Although all 3 PDE inhibitors currently available for the treatment of ED exhibit significant inhibition of the PDE-5 isoenzyme—most prevalent in the corpus cavernosum—the selectivity regarding other PDE isoenzymes differs significantly (Table 3).²¹ As is evident in Table 3, the PDE inhibitor with the highest selectivity against PDE-11A is tadalafil. This agent shows 5 times greater selectivity with respect to PDE-5 against PDE-11, which indicates a strong inhibition of PDE-11 at clinically utilized doses. Sildenafil and vardenafil have selectivities of 780- and 1160- fold, respectively, with respect to PDE-5. Although no formal study has been conducted to date, the Eli Lilly Australia subsidiary has received several reports of improvement of BPH associated with LUTS in men receiving tadalafil for ED. These data suggest that a formal study of tadalafil—with its relatively greater selectivity against PDE-11—in men with ED and BPH-associated LUTS is indicated.

Table 3.

Selectivity of Sildenafil, Vardenafil, and Tadalafil with Reference to the Various Phosphodiesterase (PDE) Groups

	IC50 Value, nmol (x-fold selectivity)
PDE Group	Sildenafil	Vardenafil	Tadalafil
PDE-1	281 (80)	70 (500)	> 30,000 (> 4450)
PDE-2	> 30,000 (> 8570)	6200 (44,290)	> 100,000 (> 14,800)
PDE-3	16,200 (4630)	> 1000 (> 7140)	> 100,000 (> 14,800)
PDE-4	7680 (2190)	6100 (43,570)	> 100,000 (> 14,800)
PDE-5	3.5 (1)	0.14 (1)	6.7 (1)
PDE-6 (rods)	37 (11)	3.5 (25)	1260 (187)
PDE-6 (cones)	34 (10)	0.6 (4)	1300 (193)
PDE-7A	21,300 (6090)	> 30,000 (> 214,000)	> 100,000 (> 14,800)
PDE-8A	29,800 (8510)	> 30,000 (> 214,000)	> 100,000 (> 14,800)
PDE-9A	2610 (750)	581 (4150)	> 100,000 (> 14,800)
PDE-10A	9800 (2800)	> 3000 (> 21,200)	> 100,000 (> 14,800)
PDE-11A	2730 (780)	162 (1160)	37 (5)

Reprinted with permission from Gresser and Gleiter.²¹

If, in fact, the smooth muscle relaxant effect of tadalafil were to mimic the efficacy of α-receptor blockers, it would provide the opportunity for a different combination therapy for men with enlarged prostates, BPH, and LUTS—namely, the combination of a 5-α-reductase inhibitor, with its inherent risk of sexually related adverse events, and a PDE inhibitor, with its positive effect on erectile function as well as its smooth muscle relaxing effect on the prostate.

Main Points.

• Many patients who present to their healthcare provider with complaints of lower urinary tract symptoms (LUTS) will also have erectile dysfunction (ED), and vice versa. This interrelationship has been substantiated in multiple studies demonstrating not only that patients with benign prostatic hyperplasia (BPH) and associated LUTS have ED but also that the severity of LUTS corresponds with the severity of ED.
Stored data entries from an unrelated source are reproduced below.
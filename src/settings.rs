//! Host preferences
//!
//! Gameplay tuning is fixed in `consts`; these only affect presentation and the
//! host loop. Persisted in LocalStorage on web, read from a JSON file on native.

use serde::{Deserialize, Serialize};

/// Line color presets
#[derive(Debug, Clone, Copy, PartialEq, Eq, Serialize, Deserialize, Default)]
pub enum Palette {
    /// White vectors on black
    #[default]
    Classic,
    /// Amber monochrome monitor
    Amber,
    /// Distinct colors per entity kind
    HighContrast,
}

impl Palette {
    pub fn as_str(&self) -> &'static str {
        match self {
            Palette::Classic => "Classic",
            Palette::Amber => "Amber",
            Palette::HighContrast => "HighContrast",
        }
    }

    /// Next palette in the cycle
    pub fn next(&self) -> Self {
        match self {
            Palette::Classic => Palette::Amber,
            Palette::Amber => Palette::HighContrast,
            Palette::HighContrast => Palette::Classic,
        }
    }

    pub fn ship(&self) -> [f32; 4] {
        match self {
            Palette::Classic => [1.0, 1.0, 1.0, 1.0],
            Palette::Amber => [1.0, 0.7, 0.1, 1.0],
            Palette::HighContrast => [0.3, 1.0, 0.4, 1.0],
        }
    }

    pub fn asteroid(&self) -> [f32; 4] {
        match self {
            Palette::Classic => [1.0, 1.0, 1.0, 1.0],
            Palette::Amber => [0.9, 0.6, 0.1, 1.0],
            Palette::HighContrast => [1.0, 1.0, 1.0, 1.0],
        }
    }

    pub fn bullet(&self) -> [f32; 4] {
        match self {
            Palette::Classic => [1.0, 1.0, 1.0, 1.0],
            Palette::Amber => [1.0, 0.8, 0.3, 1.0],
            Palette::HighContrast => [1.0, 0.3, 0.2, 1.0],
        }
    }
}

/// Host settings
#[derive(Debug, Clone, PartialEq, Serialize, Deserialize)]
#[serde(default)]
pub struct Settings {
    pub palette: Palette,
    /// Log frames per second every second
    pub show_fps: bool,
    /// Release all held keys when the window loses focus
    pub release_keys_on_blur: bool,
    /// Frames the headless native loop runs before exiting
    pub demo_frames: u64,
}

impl Default for Settings {
    fn default() -> Self {
        Self {
            palette: Palette::Classic,
            show_fps: false,
            release_keys_on_blur: true,
            demo_frames: 60 * 60,
        }
    }
}

impl Settings {
    /// Parse settings JSON; missing fields take defaults
    pub fn from_json(json: &str) -> Result<Self, serde_json::Error> {
        serde_json::from_str(json)
    }

    pub fn to_json(&self) -> Result<String, serde_json::Error> {
        serde_json::to_string_pretty(self)
    }

    /// LocalStorage key
    #[cfg(target_arch = "wasm32")]
    const STORAGE_KEY: &'static str = "asteroids_demo_settings";

    /// Environment variable naming a settings file (native only)
    pub const PATH_ENV: &'static str = "ASTEROIDS_SETTINGS";

    /// Load settings from LocalStorage (WASM only)
    #[cfg(target_arch = "wasm32")]
    pub fn load() -> Self {
        let storage = web_sys::window()
            .and_then(|w| w.local_storage().ok())
            .flatten();

        if let Some(storage) = storage {
            if let Ok(Some(json)) = storage.get_item(Self::STORAGE_KEY) {
                match Self::from_json(&json) {
                    Ok(settings) => {
                        log::info!("Loaded settings from LocalStorage");
                        return settings;
                    }
                    Err(e) => log::warn!("Ignoring stored settings: {}", e),
                }
            }
        }

        log::info!("Using default settings");
        Self::default()
    }

    /// Save settings to LocalStorage (WASM only)
    #[cfg(target_arch = "wasm32")]
    pub fn save(&self) {
        let storage = web_sys::window()
            .and_then(|w| w.local_storage().ok())
            .flatten();

        if let Some(storage) = storage {
            if let Ok(json) = self.to_json() {
                let _ = storage.set_item(Self::STORAGE_KEY, &json);
                log::info!("Settings saved");
            }
        }
    }

    /// Load settings from the file named by `ASTEROIDS_SETTINGS`, if any
    #[cfg(not(target_arch = "wasm32"))]
    pub fn load() -> Self {
        match std::env::var(Self::PATH_ENV) {
            Ok(path) => Self::load_from_path(std::path::Path::new(&path)),
            Err(_) => Self::default(),
        }
    }

    /// Read settings from a JSON file, falling back to defaults if the file is
    /// missing or malformed
    #[cfg(not(target_arch = "wasm32"))]
    pub fn load_from_path(path: &std::path::Path) -> Self {
        match std::fs::read_to_string(path) {
            Ok(json) => match Self::from_json(&json) {
                Ok(settings) => {
                    log::info!("Loaded settings from {}", path.display());
                    settings
                }
                Err(e) => {
                    log::warn!("Ignoring settings file {}: {}", path.display(), e);
                    Self::default()
                }
            },
            Err(e) => {
                log::warn!("Cannot read settings file {}: {}", path.display(), e);
                Self::default()
            }
        }
    }
}
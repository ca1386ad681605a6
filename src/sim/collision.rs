//! Circle-circle collision test
//!
//! Every entity collides as a circle; the rendered outline is irrelevant here.

use glam::Vec2;

/// A collision circle
#[derive(Debug, Clone, Copy, PartialEq)]
pub struct Circle {
    pub center: Vec2,
    pub radius: f32,
}

impl Circle {
    #[inline]
    pub fn new(center: Vec2, radius: f32) -> Self {
        Self { center, radius }
    }
}

/// Two circles collide when their centers are strictly closer than the sum of
/// their radii. Touching circles do not collide.
#[inline]
pub fn circles_collide(a: Circle, b: Circle) -> bool {
    a.center.distance(b.center) < a.radius + b.radius
}

/// Index of the first circle in `targets` that `probe` collides with, skipping
/// indices flagged in `taken`
pub fn first_hit(probe: Circle, targets: &[Circle], taken: &[bool]) -> Option<usize> {
    targets
        .iter()
        .zip(taken)
        .position(|(&target, &taken)| !taken && circles_collide(probe, target))
}

#[cfg(test)]
mod tests {
    use super::*;
    use proptest::prelude::*;

    #[test]
    fn test_touching_circles_do_not_collide() {
        let a = Circle::new(Vec2::new(0.0, 0.0), 30.0);
        let b = Circle::new(Vec2::new(32.0, 0.0), 2.0);
        assert!(!circles_collide(a, b));

        let b = Circle::new(Vec2::new(31.99, 0.0), 2.0);
        assert!(circles_collide(a, b));
    }

    #[test]
    fn test_coincident_centers_collide() {
        let a = Circle::new(Vec2::new(50.0, 50.0), 2.0);
        let b = Circle::new(Vec2::new(50.0, 50.0), 30.0);
        assert!(circles_collide(a, b));
    }

    #[test]
    fn test_first_hit_uses_collection_order() {
        let probe = Circle::new(Vec2::new(100.0, 100.0), 2.0);
        let targets = [
            Circle::new(Vec2::new(500.0, 500.0), 10.0),
            Circle::new(Vec2::new(120.0, 100.0), 30.0),
            // Closer, but later in the list
            Circle::new(Vec2::new(100.0, 100.0), 30.0),
        ];
        assert_eq!(first_hit(probe, &targets, &[false; 3]), Some(1));
        assert_eq!(first_hit(probe, &targets, &[false, true, false]), Some(2));
        assert_eq!(first_hit(probe, &targets, &[false, true, true]), None);
    }

    proptest! {
        #[test]
        fn prop_collision_is_symmetric(
            ax in 0.0f32..800.0, ay in 0.0f32..600.0, ar in 0.0f32..50.0,
            bx in 0.0f32..800.0, by in 0.0f32..600.0, br in 0.0f32..50.0,
        ) {
            let a = Circle::new(Vec2::new(ax, ay), ar);
            let b = Circle::new(Vec2::new(bx, by), br);
            prop_assert_eq!(circles_collide(a, b), circles_collide(b, a));
        }
    }
}
//! Vertex type for 2D line rendering

use bytemuck::{Pod, Zeroable};

/// 2D vertex with position (world pixels, later NDC) and color
#[repr(C)]
#[derive(Copy, Clone, Debug, PartialEq, Pod, Zeroable)]
pub struct Vertex {
    pub position: [f32; 2],
    pub color: [f32; 4],
}

impl Vertex {
    pub const fn new(x: f32, y: f32, color: [f32; 4]) -> Self {
        Self {
            position: [x, y],
            color,
        }
    }

    pub fn desc() -> wgpu::VertexBufferLayout<'static> {
        wgpu::VertexBufferLayout {
            array_stride: std::mem::size_of::<Vertex>() as wgpu::BufferAddress,
            step_mode: wgpu::VertexStepMode::Vertex,
            attributes: &[
                wgpu::VertexAttribute {
                    offset: 0,
                    shader_location: 0,
                    format: wgpu::VertexFormat::Float32x2,
                },
                wgpu::VertexAttribute {
                    offset: std::mem::size_of::<[f32; 2]>() as wgpu::BufferAddress,
                    shader_location: 1,
                    format: wgpu::VertexFormat::Float32x4,
                },
            ],
        }
    }
}

/// Clear color behind the vectors
pub const BACKGROUND: wgpu::Color = wgpu::Color {
    r: 0.0,
    g: 0.0,
    b: 0.0,
    a: 1.0,
};

#[cfg(test)]
mod tests {
    use super::*;

    #[test]
    fn test_layout_matches_struct() {
        let layout = Vertex::desc();
        assert_eq!(layout.array_stride, 24);
        assert_eq!(layout.attributes.len(), 2);
        assert_eq!(layout.attributes[1].offset, 8);
        assert_eq!(bytemuck::cast_slice::<Vertex, u8>(&[Vertex::new(1.0, 2.0, [1.0; 4])]).len(), 24);
    }
}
• Medical therapies for BPH-associated LUTS are highly effective. Two classes of drugs are available: α-adrenergic receptor blockers and 5-α-reductase inhibitors.

• The discovery of nitric oxide (NO) as one of the major factors in penile smooth muscle relaxation and thus in the mechanism of erection has led to the development of drugs that are able to elevate the intracellular levels of cyclic guanosine monophosphate. Among these agents are NO donors and inhibitors of the phosphodiesterase (PDE) enzymes, such as sildenafil, vardenafil, and tadalafil.

• Preliminary studies have shown that men receiving sildenafil therapy for ED experience an improvement in LUTS, presumably mediated through the relaxation of the prostatic smooth muscle.